The vegan's extremely opposite view creates a them-and-us separation, not much different to when racism emerges amongst those who think they have a superior skin colour.  Each side disassociates from the other. With opposite views comes separation.  And separation is everywhere, in those who are financially well off feeling superior to the poor, between those who are intellectually well endowed and those who aren't, or between those with attractive facial features and those without.  We stand aloof from our 'inferiors'. It goes without saying, that humans feel superior to any animal.  But it works the other way too, so that if I think I’m better than you because I’m vegan or because I’m a responsible environmentalist, I might make you feel ethically inferior, and you'll think I'm being intolerant of you, being ethically less advanced than me.
         
If we are going to make things better for our world, separation attitudes have got to be dumped.  Thinking of others as equals means we get out of the habit of looking down on others or letting others look down on me.  And why should it not cross the species barrier?  By extending this non-separation principle to other species, we will start to consider our fellow sentients as worthy of respect as much as fellow humans.  How can anyone argue that one is entitled to own an animal as a slave or that the animal is less entitled to a life without being violated by the human?

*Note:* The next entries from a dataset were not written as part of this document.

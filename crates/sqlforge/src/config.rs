//! Per-builder configuration.
//!
//! Sanitization hooks and the date pattern live here instead of in
//! process-wide state, so every [`StatementBuilder`](crate::StatementBuilder)
//! carries its own copy and tests can vary them per case.

use std::fmt;
use std::sync::Arc;

/// Default chrono pattern used to parse textual dates (`dd.MM.yyyy`).
pub const DEFAULT_DATE_FORMAT: &str = "%d.%m.%Y";

/// Default charset of the `CREATE TABLE ... DEFAULT CHARSET=` clause.
pub const DEFAULT_CHARSET: &str = "utf8";

/// A sanitization hook applied to string values before they are bound.
///
/// Implemented for any `Fn(&str) -> String + Send + Sync`.
///
/// # Example
/// ```ignore
/// let config = BuilderConfig::new().string_filter(|s: &str| s.trim().to_string());
/// ```
pub trait StringFilter: Send + Sync {
    fn filter(&self, input: &str) -> String;
}

impl<F> StringFilter for F
where
    F: Fn(&str) -> String + Send + Sync,
{
    fn filter(&self, input: &str) -> String {
        self(input)
    }
}

/// The identity filter.
#[derive(Debug, Clone, Copy, Default)]
pub struct Identity;

impl StringFilter for Identity {
    fn filter(&self, input: &str) -> String {
        input.to_string()
    }
}

/// Configuration for [`StatementBuilder`](crate::StatementBuilder).
#[derive(Clone)]
pub struct BuilderConfig {
    /// Filter for `%s` values.
    pub string_filter: Arc<dyn StringFilter>,
    /// Filter for `%t` values.
    pub text_filter: Arc<dyn StringFilter>,
    /// chrono pattern used to parse textual `%d` values.
    pub date_format: String,
    /// Charset used by `CREATE TABLE`.
    pub charset: String,
    /// Inline booleans as `1'`/`0'` for byte-compatibility with legacy output.
    pub legacy_bool_literals: bool,
}

impl Default for BuilderConfig {
    fn default() -> Self {
        Self {
            string_filter: Arc::new(Identity),
            text_filter: Arc::new(Identity),
            date_format: DEFAULT_DATE_FORMAT.to_string(),
            charset: DEFAULT_CHARSET.to_string(),
            legacy_bool_literals: false,
        }
    }
}

impl fmt::Debug for BuilderConfig {
    fn fmt(&self, f: &mut fmt::Formatter<'_>) -> fmt::Result {
        f.debug_struct("BuilderConfig")
            .field("string_filter", &"<dyn StringFilter>")
            .field("text_filter", &"<dyn StringFilter>")
            .field("date_format", &self.date_format)
            .field("charset", &self.charset)
            .field("legacy_bool_literals", &self.legacy_bool_literals)
            .finish()
    }
}

impl BuilderConfig {
    /// Create a new configuration with defaults.
    pub fn new() -> Self {
        Self::default()
    }

    /// Set the filter applied to `%s` values.
    pub fn string_filter(mut self, filter: impl StringFilter + 'static) -> Self {
        self.string_filter = Arc::new(filter);
        self
    }

    /// Set the filter applied to `%t` values.
    pub fn text_filter(mut self, filter: impl StringFilter + 'static) -> Self {
        self.text_filter = Arc::new(filter);
        self
    }

    /// Set the chrono pattern used to parse textual dates.
    pub fn date_format(mut self, format: impl Into<String>) -> Self {
        self.date_format = format.into();
        self
    }

    /// Set the `CREATE TABLE` charset.
    pub fn charset(mut self, charset: impl Into<String>) -> Self {
        self.charset = charset.into();
        self
    }

    /// Inline booleans with the legacy trailing quote (`1'` / `0'`).
    pub fn legacy_bool_literals(mut self, enabled: bool) -> Self {
        self.legacy_bool_literals = enabled;
        self
    }
}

There’s no valid reason to treat farm animals any differently to our dogs and cats at home.  But, for most omnivores, there can not be equality between species.  These people may be referred to as being ‘speciesist’.  In contrast, those who no longer make any use of animals, vegans, refrain from the common habit because they see animals as irreplaceable, sovereign individuals.  Vegans don't regard animals as exploitable objects.
         
Traditionally, the human breeds animals for human use.  Animals are seen as a replaceable part of an amorphous mass - you cut them down and then replace them.  Most humans either see animals as companions or as dinner.  Or if they interfere with the smooth running of human life, they are regarded as 'pests' to be eradicated.
         

To bring animal slavery to an end, these separation attitudes must go.  Hubris, superiority, exploitation and killing have to go too before we can see the need to rehabilitate and protect the existing farm animal in sanctuaries.